Alternate Temp Bracing

lets have a conversation about 2x4’s and fastening systems. For my non US peeps please alter to MM in your head. I’m going to toss a premise out. If anyone wishes to argue or dispute it I will be glad to participate as long as you create a new thread where we can debate it. For the sake of argument we are going ot say a 2 x 4 is resistant to bending more on the edge of the 2 x4 rather that the 4x2 edge due to bias.

One of the figures below shows this -

Further when you introduce fasteners you are attempting to crush or expand the material between the fasteners agins it’s shear strength making it avoid flexion more between the points of entry of the fasteners.

Let’s talk about floppy - if you take a playing card and hole it corner to corner diagonally between your thumb and pinky then squeeze, you are simulating the load stress on a 4 x 8 sheet of plywood.

If you tape a toothpick diagonally in the same direction on the card as the force from thumb to pinky it will be much more rigid.

Using this axiom I use the 2 inch side of the 2 x 4 to introduce stiffness. It will require 1 more 2 x 4 x 8ft board.

I started with a saw horse and a concrete block to give it weight to hold the 4 x 8 plywood resting against it. I set the Plywood leaning against the sawhorse and used a 18 inch 2x4 against the plywood against the 4 inch side to keep it from creeping down as I worked on it.

Next I took the 39 & 3/8th boards and marked them at 20 inches and installed them on 45 degree angles as in the standard build. I then user the 53 inch boards at the bottom in place of the 18’s.

I used an 1/8 bit to pre drill my paths then star drive deck screws. Deck screws like this have multiple points of contact so almost never strip, they have a coating to improve driving them and corrosion, they also are self countersinking.

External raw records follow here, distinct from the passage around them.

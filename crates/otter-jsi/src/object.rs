//! Object handles and the checked/unchecked narrowing to subtypes.

use std::sync::Arc;

use crate::array::Array;
use crate::array_buffer::ArrayBuffer;
use crate::bigint::BigInt;
use crate::function::Function;
use crate::host::HostObject;
use crate::pointer::{Pointer, PointerValue};
use crate::propnameid::PropNameId;
use crate::runtime::Runtime;
use crate::value::Value;

/// A handle to an object in the engine heap.
#[derive(Debug)]
pub struct Object {
    pointer: Pointer,
}

impl Object {
    pub fn new(rt: &dyn Runtime) -> Object {
        rt.create_object()
    }

    pub fn from_pointer(pointer: Pointer) -> Self {
        Self { pointer }
    }

    pub fn from_value(value: Box<dyn PointerValue>) -> Self {
        Self::from_pointer(Pointer::new(value))
    }

    /// Wrap a native host object in an engine object.
    pub fn create_from_host_object(rt: &dyn Runtime, host: Arc<dyn HostObject>) -> Option<Object> {
        rt.create_object_from_host_object(host)
    }

    pub fn pointer(&self) -> &Pointer {
        &self.pointer
    }

    pub fn into_pointer(self) -> Pointer {
        self.pointer
    }

    pub fn clone_in(&self, rt: &dyn Runtime) -> Object {
        let cloned = self.pointer.get().and_then(|pv| rt.clone_object(pv));
        Object::from_pointer(Pointer::from_option(cloned))
    }

    pub fn strict_equals(rt: &dyn Runtime, a: &Object, b: &Object) -> bool {
        rt.strict_equals_object(a, b)
    }

    pub fn get_property(&self, rt: &dyn Runtime, name: &str) -> Option<Value> {
        rt.get_property_by_str(self, name)
    }

    pub fn get_property_by_id(&self, rt: &dyn Runtime, name: &PropNameId) -> Option<Value> {
        rt.get_property(self, name)
    }

    pub fn has_property(&self, rt: &dyn Runtime, name: &str) -> bool {
        rt.has_property_by_str(self, name)
    }

    pub fn has_property_by_id(&self, rt: &dyn Runtime, name: &PropNameId) -> bool {
        rt.has_property(self, name)
    }

    pub fn set_property(&self, rt: &dyn Runtime, name: &str, value: &Value) -> bool {
        rt.set_property_value_by_str(self, name, value)
    }

    pub fn set_property_by_id(&self, rt: &dyn Runtime, name: &PropNameId, value: &Value) -> bool {
        rt.set_property_value(self, name, value)
    }

    /// Enumerable own property names, as an array of strings.
    pub fn get_property_names(&self, rt: &dyn Runtime) -> Option<Array> {
        rt.get_property_names(self)
    }

    pub fn get_property_as_object(&self, rt: &dyn Runtime, name: &str) -> Option<Object> {
        self.get_property(rt, name)?.into_object()
    }

    pub fn get_property_as_function(&self, rt: &dyn Runtime, name: &str) -> Option<Function> {
        self.get_property_as_object(rt, name)?.into_function(rt)
    }

    pub fn is_array(&self, rt: &dyn Runtime) -> bool {
        rt.is_array(self)
    }

    pub fn is_array_buffer(&self, rt: &dyn Runtime) -> bool {
        rt.is_array_buffer(self)
    }

    pub fn is_function(&self, rt: &dyn Runtime) -> bool {
        rt.is_function(self)
    }

    pub fn is_big_int(&self, rt: &dyn Runtime) -> bool {
        rt.is_big_int(self)
    }

    pub fn is_host_object(&self, rt: &dyn Runtime) -> bool {
        rt.is_host_object(self)
    }

    pub fn get_host_object(&self, rt: &dyn Runtime) -> Option<Arc<dyn HostObject>> {
        rt.get_host_object(self)
    }

    pub fn instance_of(&self, rt: &dyn Runtime, ctor: &Function) -> Option<bool> {
        rt.instance_of(self, ctor)
    }

    /// Checked narrowing.
    pub fn into_array(self, rt: &dyn Runtime) -> Option<Array> {
        self.is_array(rt).then(|| Array::from_object(self))
    }

    /// Unchecked narrowing. The caller guarantees the shape.
    pub fn get_array(self, rt: &dyn Runtime) -> Array {
        debug_assert!(self.is_array(rt), "object is not an array");
        Array::from_object(self)
    }

    pub fn into_array_buffer(self, rt: &dyn Runtime) -> Option<ArrayBuffer> {
        self.is_array_buffer(rt).then(|| ArrayBuffer::from_object(self))
    }

    pub fn get_array_buffer(self, rt: &dyn Runtime) -> ArrayBuffer {
        debug_assert!(self.is_array_buffer(rt), "object is not an ArrayBuffer");
        ArrayBuffer::from_object(self)
    }

    pub fn into_function(self, rt: &dyn Runtime) -> Option<Function> {
        self.is_function(rt).then(|| Function::from_object(self))
    }

    pub fn get_function(self, rt: &dyn Runtime) -> Function {
        debug_assert!(self.is_function(rt), "object is not a function");
        Function::from_object(self)
    }

    pub fn into_big_int(self, rt: &dyn Runtime) -> Option<BigInt> {
        self.is_big_int(rt).then(|| BigInt::from_object(self))
    }
}

/// Implements `Deref<Target = Object>` and the object conversions for a
/// narrowed handle type.
macro_rules! object_subtype {
    ($name:ident) => {
        impl std::ops::Deref for $name {
            type Target = $crate::object::Object;

            fn deref(&self) -> &Self::Target {
                &self.object
            }
        }

        impl $name {
            pub(crate) fn from_object(object: $crate::object::Object) -> Self {
                Self { object }
            }

            pub fn into_object(self) -> $crate::object::Object {
                self.object
            }

            pub fn clone_in(&self, rt: &dyn $crate::runtime::Runtime) -> Self {
                Self::from_object(self.object.clone_in(rt))
            }
        }

        impl From<$name> for $crate::object::Object {
            fn from(value: $name) -> Self {
                value.object
            }
        }

        impl From<$name> for $crate::value::Value {
            fn from(value: $name) -> Self {
                $crate::value::Value::Object(value.object)
            }
        }
    };
}

pub(crate) use object_subtype;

Now to stiffen the build I added a 2 x 4 x 8ft I had laying around on a diagonal from a lower corner to the upper arm. I secured it in 4 points across it’s path with deck screws. Next I used a 57 inch 2 x 4 in the opposite diagonal and again used 4 points across it’s path to foam a Y shape. I thne bridged the top horizontally with the other 57 2 x4 creating a triangle pattern and secured it with 4 fasteners. Last I put the other 18 inch piece in place to secure the new structure for when it was leaning on the sawhorse in the middle.

see the pictures below -



Let me know if you have questions - the purpose was to use as much of the cut parts waiting for the Final frame to make the Temp frame stiffer.


Exellent write-up Bee!
Would be nice if you could add he metric values in braces

1ft (32cm)
12inch (32cm)

This could spare Metric minds a headache or two. :slight_smile:

Whole ft and inches are still doable for most of us ‘metriqueians’ but when something like 39 & 3/8th comes in the picture then it starts to trigger WTF issues. :smiley:

Still, don’t let that stop you from doing such nice writeups!

1 Like

Much appreciated and where I can I stop down and add metrics. However I have a person or persons that are just a few hours behind me asking for info. I’m building a 3D printer, Looking for a new job, building and documenting a vending machine project and injecting the Maslow where I can. The plumbing in the house blew out the other day too. So SNAFU - lol. I will be putting together a small book on my entire build once I’m done.

1 Like

I’m not sure if this forum allows to, but it would be nice if certain top posts like this could be edited by others then the original writer (with permission of course)

This way we eventually could work together on making write ups, and once ready then move them to the wiki as a final publication.

No worries though, better to first get that plumbing fixed.
Thanks for the invested time to provide a view in your garage. :slight_smile:

It should be roughed in and moved to the wiki. You are encouraged to copy it and add it there. :slight_smile:

Great idea, let’s give it a go

That’s about it. The few sizes i couldn’t convert without being sure of being correct, those I made ** bold **

Hi Bee
Thank you for this write up. 2 questions.
1st one seems obvious just wanted to confirm when you attached the 2x4 “Y” sections to the plywood did you screw them from the plywood side?
2nd questions… I uploaded your image and circled the 4x2 piece of wood attached to the short arm of the “Y” section. What is that piece for? seems un-needed. Enlight3

I did use deck screws from the plywood side. The small piece is to keep the entire frame from moving when it’s sitting up against the top of the saw horse.

Thank you

1 Like

Inspired by your design, I braced the A-frames for even spacing. After that, I framed in the arms and braced it with an attachment to a frame. 3 inch deck screws were used for everything.